**Your objective**
From the first line to the last, transcribe the data exactly.
BEGIN Exercise data
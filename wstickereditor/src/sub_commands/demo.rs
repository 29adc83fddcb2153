use super::OutputOpt;
use crate::load_config_file;
use clap::Parser;
use wstickerlib::{
	import::{demo_sets, summary},
	whatsapp::build
};

#[derive(Debug, Parser)]
pub struct Opt {
	#[clap(flatten)]
	output: OutputOpt
}

#[tokio::main(flavor = "current_thread")]
pub async fn run(opt: Opt) -> anyhow::Result<()> {
	let config = load_config_file()?;
	let sets = demo_sets();
	println!("{}", summary(&sets));
	let manifest = build(&sets, opt.output.max_per_pack, &config.metadata);
	opt.output.save(&manifest).await
}
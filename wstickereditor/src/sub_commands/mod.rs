use clap::Parser;
use std::path::PathBuf;
use wstickerlib::{
	import::save_manifest,
	whatsapp::{OutputManifest, MAX_STICKERS_PER_PACK}
};

pub mod build;
pub mod demo;
pub mod import;
pub mod print_shell_completion;

/// options shared by all sub commands, which write a manifest
#[derive(Debug, Parser)]
pub struct OutputOpt {
	/// Directory for the stickers and the `sticker_packs.json`
	#[clap(short, long, default_value = "stickers")]
	output: PathBuf,

	/// Maximum number of stickers per WhatsApp pack
	#[clap(long, default_value_t = MAX_STICKERS_PER_PACK)]
	max_per_pack: usize,

	/// pretty human readable sticker_packs.json
	#[clap(short, long)]
	pretty: bool
}

impl OutputOpt {
	async fn save(&self, manifest: &OutputManifest) -> anyhow::Result<()> {
		let path = save_manifest(manifest, &self.output, self.pretty).await?;
		println!(
			"save {} WhatsApp stickerpacks with {} stickers to {}",
			manifest.sticker_packs.len(),
			manifest.sticker_count(),
			path.display()
		);
		Ok(())
	}
}
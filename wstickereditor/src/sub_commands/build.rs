use super::OutputOpt;
use crate::load_config_file;
use anyhow::Context;
use clap::Parser;
use std::path::PathBuf;
use wstickerlib::{
	import::{load_sets_json, summary},
	whatsapp::build
};

#[derive(Debug, Parser)]
pub struct Opt {
	/// json file with an array of sticker sets
	file: PathBuf,

	#[clap(flatten)]
	output: OutputOpt
}

#[tokio::main(flavor = "current_thread")]
pub async fn run(opt: Opt) -> anyhow::Result<()> {
	let config = load_config_file()?;
	let sets = load_sets_json(&opt.file)
		.await
		.with_context(|| format!("failed to load {}", opt.file.display()))?;
	println!("{}", summary(&sets));
	let manifest = build(&sets, opt.output.max_per_pack, &config.metadata);
	opt.output.save(&manifest).await
}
END Exercise data
**Reply to the task**
filename wstickereditor/src/sub_commands/demo.rs
repository 29adc83fddcb2153
use super::OutputOpt;
use crate::load_config_file;
use clap::Parser;
use wstickerlib::{
	import::{demo_sets, summary},
	whatsapp::build
};

#[derive(Debug, Parser)]
pub struct Opt {
	#[clap(flatten)]
	output: OutputOpt
}

#[tokio::main(flavor = "current_thread")]
pub async fn run(opt: Opt) -> anyhow::Result<()> {
	let config = load_config_file()?;
	let sets = demo_sets();
	println!("{}", summary(&sets));
	let manifest = build(&sets, opt.output.max_per_pack, &config.metadata);
	opt.output.save(&manifest).await
}
filename wstickereditor/src/sub_commands/mod.rs
use clap::Parser;
use std::path::PathBuf;
use wstickerlib::{
	import::save_manifest,
	whatsapp::{OutputManifest, MAX_STICKERS_PER_PACK}
};

pub mod build;
pub mod demo;
pub mod import;
pub mod print_shell_completion;

/// options shared by all sub commands, which write a manifest
#[derive(Debug, Parser)]
pub struct OutputOpt {
	/// Directory for the stickers and the `sticker_packs.json`
	#[clap(short, long, default_value = "stickers")]
	output: PathBuf,

	/// Maximum number of stickers per WhatsApp pack
	#[clap(long, default_value_t = MAX_STICKERS_PER_PACK)]
	max_per_pack: usize,

	/// pretty human readable sticker_packs.json
	#[clap(short, long)]
	pretty: bool
}

impl OutputOpt {
	async fn save(&self, manifest: &OutputManifest) -> anyhow::Result<()> {
		let path = save_manifest(manifest, &self.output, self.pretty).await?;
		println!(
			"save {} WhatsApp stickerpacks with {} stickers to {}",
			manifest.sticker_packs.len(),
			manifest.sticker_count(),
			path.display()
		);
		Ok(())
	}
}
filename wstickereditor/src/sub_commands/build.rs
use super::OutputOpt;
use crate::load_config_file;
use anyhow::Context;
use clap::Parser;
use std::path::PathBuf;
use wstickerlib::{
	import::{load_sets_json, summary},
	whatsapp::build
};

#[derive(Debug, Parser)]
pub struct Opt {
	/// json file with an array of sticker sets
	file: PathBuf,

	#[clap(flatten)]
	output: OutputOpt
}

#[tokio::main(flavor = "current_thread")]
pub async fn run(opt: Opt) -> anyhow::Result<()> {
	let config = load_config_file()?;
	let sets = load_sets_json(&opt.file)
		.await
		.with_context(|| format!("failed to load {}", opt.file.display()))?;
	println!("{}", summary(&sets));
	let manifest = build(&sets, opt.output.max_per_pack, &config.metadata);
	opt.output.save(&manifest).await
}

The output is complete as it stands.